TO DO: Beginning at the first line of the data, print each line exactly, stopping after the line that contains "pub struct TokenResponse".

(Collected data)

......

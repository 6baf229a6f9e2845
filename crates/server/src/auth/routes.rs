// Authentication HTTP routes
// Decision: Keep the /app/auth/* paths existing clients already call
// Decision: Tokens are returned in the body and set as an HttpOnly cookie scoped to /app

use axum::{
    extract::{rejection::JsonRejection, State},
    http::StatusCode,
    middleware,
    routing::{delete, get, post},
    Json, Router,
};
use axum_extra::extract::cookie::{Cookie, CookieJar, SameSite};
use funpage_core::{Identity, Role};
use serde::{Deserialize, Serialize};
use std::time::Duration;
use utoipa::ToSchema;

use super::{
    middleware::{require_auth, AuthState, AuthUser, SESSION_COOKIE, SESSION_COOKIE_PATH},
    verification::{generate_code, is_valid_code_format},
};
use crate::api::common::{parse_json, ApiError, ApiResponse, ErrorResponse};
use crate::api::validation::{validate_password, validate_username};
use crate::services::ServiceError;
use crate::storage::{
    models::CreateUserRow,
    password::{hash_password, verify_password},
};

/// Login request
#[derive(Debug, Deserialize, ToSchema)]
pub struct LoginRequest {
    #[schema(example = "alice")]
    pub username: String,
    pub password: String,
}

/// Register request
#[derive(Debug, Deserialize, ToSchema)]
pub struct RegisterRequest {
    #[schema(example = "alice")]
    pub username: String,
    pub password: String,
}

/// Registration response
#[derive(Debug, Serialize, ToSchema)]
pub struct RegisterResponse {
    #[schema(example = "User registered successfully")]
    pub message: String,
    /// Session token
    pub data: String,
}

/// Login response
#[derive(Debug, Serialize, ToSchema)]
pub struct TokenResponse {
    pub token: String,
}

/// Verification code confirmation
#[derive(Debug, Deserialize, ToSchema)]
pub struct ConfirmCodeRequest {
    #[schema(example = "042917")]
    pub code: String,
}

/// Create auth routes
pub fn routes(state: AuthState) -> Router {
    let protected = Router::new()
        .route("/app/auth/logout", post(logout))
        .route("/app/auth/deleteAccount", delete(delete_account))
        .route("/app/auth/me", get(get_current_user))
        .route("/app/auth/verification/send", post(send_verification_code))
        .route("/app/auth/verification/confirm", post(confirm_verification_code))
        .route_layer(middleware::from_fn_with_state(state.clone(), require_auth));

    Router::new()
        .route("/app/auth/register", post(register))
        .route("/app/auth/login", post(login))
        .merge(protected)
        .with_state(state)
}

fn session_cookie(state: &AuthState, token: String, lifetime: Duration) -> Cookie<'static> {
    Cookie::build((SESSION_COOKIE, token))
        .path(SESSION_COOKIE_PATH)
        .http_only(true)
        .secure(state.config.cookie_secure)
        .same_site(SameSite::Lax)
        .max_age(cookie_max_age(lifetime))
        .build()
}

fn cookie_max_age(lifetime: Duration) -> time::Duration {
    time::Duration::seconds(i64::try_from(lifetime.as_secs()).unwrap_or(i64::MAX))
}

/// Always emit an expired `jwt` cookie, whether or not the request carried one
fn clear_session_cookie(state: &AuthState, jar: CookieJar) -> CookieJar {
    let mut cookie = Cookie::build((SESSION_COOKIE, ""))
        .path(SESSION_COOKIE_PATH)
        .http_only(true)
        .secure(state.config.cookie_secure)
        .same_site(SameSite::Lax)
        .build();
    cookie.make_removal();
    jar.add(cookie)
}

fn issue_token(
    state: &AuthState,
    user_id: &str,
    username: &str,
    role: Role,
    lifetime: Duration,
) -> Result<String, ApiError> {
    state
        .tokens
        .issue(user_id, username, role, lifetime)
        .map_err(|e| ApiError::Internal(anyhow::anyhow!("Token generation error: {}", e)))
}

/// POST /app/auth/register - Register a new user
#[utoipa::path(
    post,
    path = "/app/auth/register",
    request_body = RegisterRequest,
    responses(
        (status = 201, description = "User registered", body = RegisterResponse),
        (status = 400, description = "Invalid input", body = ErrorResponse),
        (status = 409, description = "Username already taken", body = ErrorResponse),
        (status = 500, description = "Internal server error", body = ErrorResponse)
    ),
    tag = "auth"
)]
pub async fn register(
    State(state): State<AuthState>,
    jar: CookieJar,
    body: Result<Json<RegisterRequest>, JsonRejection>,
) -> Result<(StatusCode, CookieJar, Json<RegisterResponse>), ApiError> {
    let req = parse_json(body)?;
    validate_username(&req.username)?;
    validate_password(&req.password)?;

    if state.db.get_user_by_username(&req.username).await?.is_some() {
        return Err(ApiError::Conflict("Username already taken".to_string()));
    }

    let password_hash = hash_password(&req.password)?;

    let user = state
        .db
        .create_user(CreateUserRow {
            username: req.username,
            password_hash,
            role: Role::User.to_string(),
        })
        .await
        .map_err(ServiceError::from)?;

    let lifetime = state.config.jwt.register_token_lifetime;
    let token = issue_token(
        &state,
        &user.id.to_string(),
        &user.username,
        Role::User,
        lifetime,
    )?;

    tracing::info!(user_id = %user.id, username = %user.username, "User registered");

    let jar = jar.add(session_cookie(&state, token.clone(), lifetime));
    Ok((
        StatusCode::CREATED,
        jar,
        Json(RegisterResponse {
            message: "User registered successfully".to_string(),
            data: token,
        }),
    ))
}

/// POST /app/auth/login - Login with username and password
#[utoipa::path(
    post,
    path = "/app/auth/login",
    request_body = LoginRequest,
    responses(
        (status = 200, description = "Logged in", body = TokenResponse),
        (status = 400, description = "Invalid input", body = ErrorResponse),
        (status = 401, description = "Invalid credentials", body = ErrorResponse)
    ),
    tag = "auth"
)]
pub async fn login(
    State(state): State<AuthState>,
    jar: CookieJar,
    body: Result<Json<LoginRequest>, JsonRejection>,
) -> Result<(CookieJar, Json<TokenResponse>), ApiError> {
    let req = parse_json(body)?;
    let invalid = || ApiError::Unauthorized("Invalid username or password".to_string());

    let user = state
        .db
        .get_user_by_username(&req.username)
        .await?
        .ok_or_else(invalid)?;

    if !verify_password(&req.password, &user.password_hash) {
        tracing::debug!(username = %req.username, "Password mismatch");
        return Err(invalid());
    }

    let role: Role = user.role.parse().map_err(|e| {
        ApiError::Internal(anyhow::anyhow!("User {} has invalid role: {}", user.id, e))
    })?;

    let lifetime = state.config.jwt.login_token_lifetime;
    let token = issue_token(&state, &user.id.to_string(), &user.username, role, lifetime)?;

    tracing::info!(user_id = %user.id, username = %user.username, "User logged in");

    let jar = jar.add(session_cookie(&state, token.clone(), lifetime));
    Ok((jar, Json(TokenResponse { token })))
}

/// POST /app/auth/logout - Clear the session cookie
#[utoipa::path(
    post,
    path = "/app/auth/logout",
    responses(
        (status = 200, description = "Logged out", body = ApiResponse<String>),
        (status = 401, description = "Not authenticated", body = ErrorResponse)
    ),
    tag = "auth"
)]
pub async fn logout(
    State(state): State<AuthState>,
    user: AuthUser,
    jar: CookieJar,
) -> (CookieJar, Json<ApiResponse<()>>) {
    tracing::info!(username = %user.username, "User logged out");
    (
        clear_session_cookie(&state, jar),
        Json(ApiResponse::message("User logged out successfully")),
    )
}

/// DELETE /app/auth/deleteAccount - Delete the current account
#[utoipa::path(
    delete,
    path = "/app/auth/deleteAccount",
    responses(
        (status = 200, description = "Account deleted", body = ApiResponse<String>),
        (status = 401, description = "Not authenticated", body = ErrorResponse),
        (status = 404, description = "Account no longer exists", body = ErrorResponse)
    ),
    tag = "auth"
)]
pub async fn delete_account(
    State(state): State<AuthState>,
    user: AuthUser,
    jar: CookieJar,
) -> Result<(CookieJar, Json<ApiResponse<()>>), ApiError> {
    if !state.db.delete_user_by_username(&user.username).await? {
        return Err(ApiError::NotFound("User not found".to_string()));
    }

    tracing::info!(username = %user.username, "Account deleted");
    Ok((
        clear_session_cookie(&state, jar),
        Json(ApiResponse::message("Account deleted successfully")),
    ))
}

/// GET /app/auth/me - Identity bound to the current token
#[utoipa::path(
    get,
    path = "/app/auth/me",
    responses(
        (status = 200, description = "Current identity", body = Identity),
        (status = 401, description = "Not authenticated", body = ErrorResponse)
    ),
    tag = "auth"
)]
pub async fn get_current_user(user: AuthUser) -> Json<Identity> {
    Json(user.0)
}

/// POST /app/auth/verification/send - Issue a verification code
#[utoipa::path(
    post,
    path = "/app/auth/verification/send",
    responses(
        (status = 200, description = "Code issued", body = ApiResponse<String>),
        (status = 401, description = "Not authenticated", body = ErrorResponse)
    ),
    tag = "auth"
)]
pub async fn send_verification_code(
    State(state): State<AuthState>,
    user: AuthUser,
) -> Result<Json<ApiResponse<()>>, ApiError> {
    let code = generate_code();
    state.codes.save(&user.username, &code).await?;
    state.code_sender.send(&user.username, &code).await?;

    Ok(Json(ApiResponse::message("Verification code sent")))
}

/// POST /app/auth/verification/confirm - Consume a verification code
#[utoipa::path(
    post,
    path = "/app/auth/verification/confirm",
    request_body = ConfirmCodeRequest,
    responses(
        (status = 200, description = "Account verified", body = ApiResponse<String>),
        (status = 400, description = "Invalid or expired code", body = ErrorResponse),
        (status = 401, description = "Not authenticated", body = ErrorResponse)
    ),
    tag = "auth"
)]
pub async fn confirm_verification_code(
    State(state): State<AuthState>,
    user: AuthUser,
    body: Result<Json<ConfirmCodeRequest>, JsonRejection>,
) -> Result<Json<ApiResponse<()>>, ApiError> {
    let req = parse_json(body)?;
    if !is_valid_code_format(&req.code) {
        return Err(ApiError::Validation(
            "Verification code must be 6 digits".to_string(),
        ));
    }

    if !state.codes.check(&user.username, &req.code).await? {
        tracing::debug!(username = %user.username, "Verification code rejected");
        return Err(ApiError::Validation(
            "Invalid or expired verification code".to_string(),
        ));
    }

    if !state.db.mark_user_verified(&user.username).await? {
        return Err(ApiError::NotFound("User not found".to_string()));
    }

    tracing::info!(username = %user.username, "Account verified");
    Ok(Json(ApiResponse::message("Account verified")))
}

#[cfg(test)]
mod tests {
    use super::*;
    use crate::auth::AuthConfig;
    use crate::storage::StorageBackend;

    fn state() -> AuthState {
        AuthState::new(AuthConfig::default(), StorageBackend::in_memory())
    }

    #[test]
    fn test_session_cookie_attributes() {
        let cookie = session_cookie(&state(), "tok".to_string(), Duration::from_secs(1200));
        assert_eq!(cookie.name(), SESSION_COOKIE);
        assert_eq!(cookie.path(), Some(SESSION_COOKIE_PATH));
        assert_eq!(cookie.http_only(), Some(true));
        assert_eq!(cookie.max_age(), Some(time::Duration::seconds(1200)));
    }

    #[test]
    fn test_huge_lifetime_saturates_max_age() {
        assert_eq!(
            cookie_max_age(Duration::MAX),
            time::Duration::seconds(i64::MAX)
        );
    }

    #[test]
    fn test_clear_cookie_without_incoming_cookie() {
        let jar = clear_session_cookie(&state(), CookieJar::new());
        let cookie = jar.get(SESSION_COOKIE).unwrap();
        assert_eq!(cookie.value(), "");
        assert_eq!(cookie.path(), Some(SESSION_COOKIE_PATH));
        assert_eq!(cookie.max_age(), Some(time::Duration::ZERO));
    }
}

......

EXERCISE ANSWER:
repository 6baf229a6f9e2845
filename crates/server/src/auth/routes.rs
// Authentication HTTP routes
// Decision: Keep the /app/auth/* paths existing clients already call
// Decision: Tokens are returned in the body and set as an HttpOnly cookie scoped to /app

use axum::{
    extract::{rejection::JsonRejection, State},
    http::StatusCode,
    middleware,
    routing::{delete, get, post},
    Json, Router,
};
use axum_extra::extract::cookie::{Cookie, CookieJar, SameSite};
use funpage_core::{Identity, Role};
use serde::{Deserialize, Serialize};
use std::time::Duration;
use utoipa::ToSchema;

use super::{
    middleware::{require_auth, AuthState, AuthUser, SESSION_COOKIE, SESSION_COOKIE_PATH},
    verification::{generate_code, is_valid_code_format},
};
use crate::api::common::{parse_json, ApiError, ApiResponse, ErrorResponse};
use crate::api::validation::{validate_password, validate_username};
use crate::services::ServiceError;
use crate::storage::{
    models::CreateUserRow,
    password::{hash_password, verify_password},
};

/// Login request
#[derive(Debug, Deserialize, ToSchema)]
pub struct LoginRequest {
    #[schema(example = "alice")]
    pub username: String,
    pub password: String,
}

/// Register request
#[derive(Debug, Deserialize, ToSchema)]
pub struct RegisterRequest {
    #[schema(example = "alice")]
    pub username: String,
    pub password: String,
}

/// Registration response
#[derive(Debug, Serialize, ToSchema)]
pub struct RegisterResponse {
    #[schema(example = "User registered successfully")]
    pub message: String,
    /// Session token
    pub data: String,
}

/// Login response
#[derive(Debug, Serialize, ToSchema)]
pub struct TokenResponse {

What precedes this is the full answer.